Task objective:
Set down, character for character, everything in the records below from the line holding "pub use character::ControllerMove;" down to the line holding "used Rapier types", and no other line.
──────── Records shown ────────
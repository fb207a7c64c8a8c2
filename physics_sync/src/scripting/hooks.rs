//! Boundary between the physics bridge and the scripting runtime

use super::components::ScriptRef;
use crate::core::entity::EntityId;

/// Hook invoked on an entity's script
#[derive(Debug, Clone, Copy, PartialEq, Eq, Hash)]
pub enum ScriptHook {
    CollisionBegin { entity: EntityId, other: EntityId },
    CollisionEnd { entity: EntityId, other: EntityId },
    TriggerBegin { entity: EntityId, other: EntityId },
    TriggerEnd { entity: EntityId, other: EntityId },
    RaycastCollision { entity: EntityId },
}

impl ScriptHook {
    /// Name of the script function implementing this hook
    pub fn fn_name(&self) -> &'static str {
        match self {
            ScriptHook::CollisionBegin { .. } => "on_collision_begin",
            ScriptHook::CollisionEnd { .. } => "on_collision_end",
            ScriptHook::TriggerBegin { .. } => "on_trigger_begin",
            ScriptHook::TriggerEnd { .. } => "on_trigger_end",
            ScriptHook::RaycastCollision { .. } => "on_raycast_collision",
        }
    }

    /// Entity whose script receives the hook
    pub fn entity(&self) -> EntityId {
        match *self {
            ScriptHook::CollisionBegin { entity, .. }
            | ScriptHook::CollisionEnd { entity, .. }
            | ScriptHook::TriggerBegin { entity, .. }
            | ScriptHook::TriggerEnd { entity, .. }
            | ScriptHook::RaycastCollision { entity } => entity,
        }
    }

    /// The other party of a collision or trigger
    pub fn other(&self) -> Option<EntityId> {
        match *self {
            ScriptHook::CollisionBegin { other, .. }
            | ScriptHook::CollisionEnd { other, .. }
            | ScriptHook::TriggerBegin { other, .. }
            | ScriptHook::TriggerEnd { other, .. } => Some(other),
            ScriptHook::RaycastCollision { .. } => None,
        }
    }
}

/// Fire-and-forget sink for script hooks
///
/// Implementations must not fail the caller; errors are theirs to log.
pub trait ScriptHooks {
    fn invoke(&mut self, script: &ScriptRef, hook: ScriptHook);
}

/// Hook sink that ignores everything
#[derive(Debug, Default, Clone, Copy)]
pub struct NoScriptHooks;

impl ScriptHooks for NoScriptHooks {
    fn invoke(&mut self, _script: &ScriptRef, _hook: ScriptHook) {}
}

/// Hook sink that records every invocation in order
#[derive(Debug, Default, Clone)]
pub struct RecordingHooks {
    pub calls: Vec<(String, ScriptHook)>,
}

impl RecordingHooks {
    pub fn new() -> Self {
        Self::default()
    }

    /// Recorded hooks with the given function name
    pub fn named(&self, fn_name: &str) -> Vec<ScriptHook> {
        self.calls
            .iter()
            .filter(|(_, hook)| hook.fn_name() == fn_name)
            .map(|(_, hook)| *hook)
            .collect()
    }

    pub fn clear(&mut self) {
        self.calls.clear();
    }
}

impl ScriptHooks for RecordingHooks {
    fn invoke(&mut self, script: &ScriptRef, hook: ScriptHook) {
        self.calls.push((script.name.clone(), hook));
    }
}
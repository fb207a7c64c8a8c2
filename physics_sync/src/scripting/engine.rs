//! Rhai engine wrapper with script caching
//!
//! Implements the physics hook boundary by calling the matching function in
//! an entity's script, when the script defines it.

use super::components::ScriptRef;
use super::hooks::{ScriptHook, ScriptHooks};
use crate::config::AssetConfig;
use crate::error::ScriptError;
use rhai::{Dynamic, Engine, Scope, AST};
use std::collections::{HashMap, HashSet};
use tracing::{debug, warn};

/// Hook functions a script may define, with their parameter counts
const HOOK_FUNCTIONS: [(&str, usize); 5] = [
    ("on_collision_begin", 2),
    ("on_collision_end", 2),
    ("on_trigger_begin", 2),
    ("on_trigger_end", 2),
    ("on_raycast_collision", 1),
];

/// Cached script data
#[derive(Clone)]
struct CachedScript {
    ast: AST,
    /// Hook functions defined with the expected arity
    defined_hooks: HashSet<&'static str>,
}

/// Script engine with caching
pub struct ScriptEngine {
    /// The Rhai engine instance
    engine: Engine,
    /// Compiled scripts; `None` marks a script that failed to load
    cache: HashMap<String, Option<CachedScript>>,
    /// Asset configuration for loading scripts
    asset_config: AssetConfig,
}

impl ScriptEngine {
    /// Create a new script engine with default asset configuration
    pub fn new() -> Self {
        Self::with_config(AssetConfig::default())
    }

    /// Create a new script engine with custom asset configuration
    pub fn with_config(asset_config: AssetConfig) -> Self {
        let mut engine = Engine::new();

        // Configure engine for safety
        engine.set_max_expr_depths(100, 100);
        engine.set_max_call_levels(50);
        engine.set_max_operations(100_000);
        engine.set_max_string_size(10_000);
        engine.set_max_array_size(10_000);
        engine.set_max_map_size(1_000);
        engine.disable_symbol("eval");

        Self {
            engine,
            cache: HashMap::new(),
            asset_config,
        }
    }

    /// Mutable access to the engine, e.g. to register native functions
    pub fn engine_mut(&mut self) -> &mut Engine {
        &mut self.engine
    }

    /// Load and compile a script by name from the configured scripts directory
    pub fn load_script(&mut self, script_name: &str) -> Result<(), ScriptError> {
        if self.is_loaded(script_name) {
            debug!(script_name = script_name, "Script already cached");
            return Ok(());
        }

        let path = self.asset_config.script_path(script_name)?;
        debug!(script_name = script_name, path = ?path, "Loading script");

        let source = std::fs::read_to_string(&path).map_err(|source| ScriptError::Read {
            name: script_name.to_string(),
            source,
        })?;
        self.load_script_source(script_name, &source)
    }

    /// Compile and cache a script from source text
    pub fn load_script_source(&mut self, script_name: &str, source: &str) -> Result<(), ScriptError> {
        let ast = self.engine.compile(source).map_err(|e| {
            let position = e.position();
            ScriptError::Compile {
                name: script_name.to_string(),
                line: position.line().unwrap_or(0),
                column: position.position().unwrap_or(0),
                message: e.to_string(),
            }
        })?;

        let defined_hooks: HashSet<&'static str> = HOOK_FUNCTIONS
            .iter()
            .filter(|(name, arity)| {
                ast.iter_functions()
                    .any(|f| f.name == *name && f.params.len() == *arity)
            })
            .map(|(name, _)| *name)
            .collect();

        debug!(
            script_name = script_name,
            hooks = ?defined_hooks,
            "Script hook functions detected"
        );

        self.cache.insert(
            script_name.to_string(),
            Some(CachedScript { ast, defined_hooks }),
        );
        Ok(())
    }

    /// Check if a script is compiled and cached
    pub fn is_loaded(&self, script_name: &str) -> bool {
        matches!(self.cache.get(script_name), Some(Some(_)))
    }

    /// Check whether a loaded script defines a hook function
    pub fn has_hook(&self, script_name: &str, function: &str) -> bool {
        match self.cache.get(script_name) {
            Some(Some(cached)) => cached.defined_hooks.contains(function),
            _ => false,
        }
    }

    /// Call the function implementing `hook` in a loaded script
    ///
    /// Returns `Ok(false)` if the script is not loaded or does not define it.
    pub fn call_hook(&self, script_name: &str, hook: ScriptHook) -> Result<bool, ScriptError> {
        let Some(Some(cached)) = self.cache.get(script_name) else {
            return Ok(false);
        };
        let function = hook.fn_name();
        if !cached.defined_hooks.contains(function) {
            return Ok(false);
        }

        let mut scope = Scope::new();
        let entity = hook.entity().0 as i64;
        let result = match hook.other() {
            Some(other) => self.engine.call_fn::<Dynamic>(
                &mut scope,
                &cached.ast,
                function,
                (entity, other.0 as i64),
            ),
            None => self
                .engine
                .call_fn::<Dynamic>(&mut scope, &cached.ast, function, (entity,)),
        };

        result.map(|_| true).map_err(|e| ScriptError::Call {
            name: script_name.to_string(),
            function,
            message: e.to_string(),
        })
    }

    /// Clear the script cache
    pub fn clear_cache(&mut self) {
        self.cache.clear();
    }

    /// Get the number of cached scripts, including failed ones
    pub fn cache_size(&self) -> usize {
        self.cache.len()
    }
}

impl Default for ScriptEngine {
    fn default() -> Self {
        Self::new()
    }
}

impl ScriptHooks for ScriptEngine {
    fn invoke(&mut self, script: &ScriptRef, hook: ScriptHook) {
        if !self.cache.contains_key(&script.name) {
            if let Err(err) = self.load_script(&script.name) {
                warn!(script = %script.name, error = %err, "Failed to load script");
                // Remember the failure so every contact doesn't retry the file
                self.cache.insert(script.name.clone(), None);
                return;
            }
        }

        if let Err(err) = self.call_hook(&script.name, hook) {
            warn!(script = %script.name, error = %err, "Script hook failed");
        }
    }
}
//! Core engine-side types shared by the physics bridge

pub mod entity;
//! Physics synchronization bridge over Rapier3D
//!
//! Keeps scene entities and their physics components in sync with native
//! rigid bodies, colliders, character controllers and joints, steps the
//! simulation at a fixed rate and routes contacts to scripts.

pub mod accumulator;
pub mod actors;
pub mod backend;
pub mod character;
pub mod colliders;
pub mod components;
pub mod contacts;
pub mod context;
pub mod convert;
pub mod engine;
pub mod joints;
pub mod lifecycle;
pub mod raycast;
pub mod registry;
pub mod stepper;
pub mod user_data;

// Re-export commonly used types
pub use accumulator::PhysicsAccumulator;
pub use backend::PhysicsBackend;
pub use character::ControllerMove;
pub use colliders::{CookedMesh, CookedMeshLibrary, MeshCooker, NoMeshCooker};
pub use components::{
    AxisLocks, BodyKind, CharacterController, ClimbMode, ColliderDescriptor, Colliders,
    CollisionDetectionMode, FixedJoint, MeshColliderMode, NonWalkableMode, PhysicsMaterial,
    RigidBody,
};
pub use contacts::TouchTracker;
pub use context::PhysicsContext;
pub use engine::PhysicsSyncEngine;
pub use lifecycle::{LifecycleState, RegistryKind};
pub use raycast::RaycastHit;
pub use registry::{ActorHandle, ControllerHandle, JointForces, JointHandle};
pub use user_data::{ConstrainedJointData, PhysicsBodyData};

// Re-export commonly used Rapier types
pub use rapier3d::prelude::{ColliderHandle, ImpulseJointHandle, RigidBodyHandle};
────────
Result of this task:
pub use character::ControllerMove;
pub use colliders::{CookedMesh, CookedMeshLibrary, MeshCooker, NoMeshCooker};
pub use components::{
    AxisLocks, BodyKind, CharacterController, ClimbMode, ColliderDescriptor, Colliders,
    CollisionDetectionMode, FixedJoint, MeshColliderMode, NonWalkableMode, PhysicsMaterial,
    RigidBody,
};
pub use contacts::TouchTracker;
pub use context::PhysicsContext;
pub use engine::PhysicsSyncEngine;
pub use lifecycle::{LifecycleState, RegistryKind};
pub use raycast::RaycastHit;
pub use registry::{ActorHandle, ControllerHandle, JointForces, JointHandle};
pub use user_data::{ConstrainedJointData, PhysicsBodyData};

// Re-export commonly used Rapier types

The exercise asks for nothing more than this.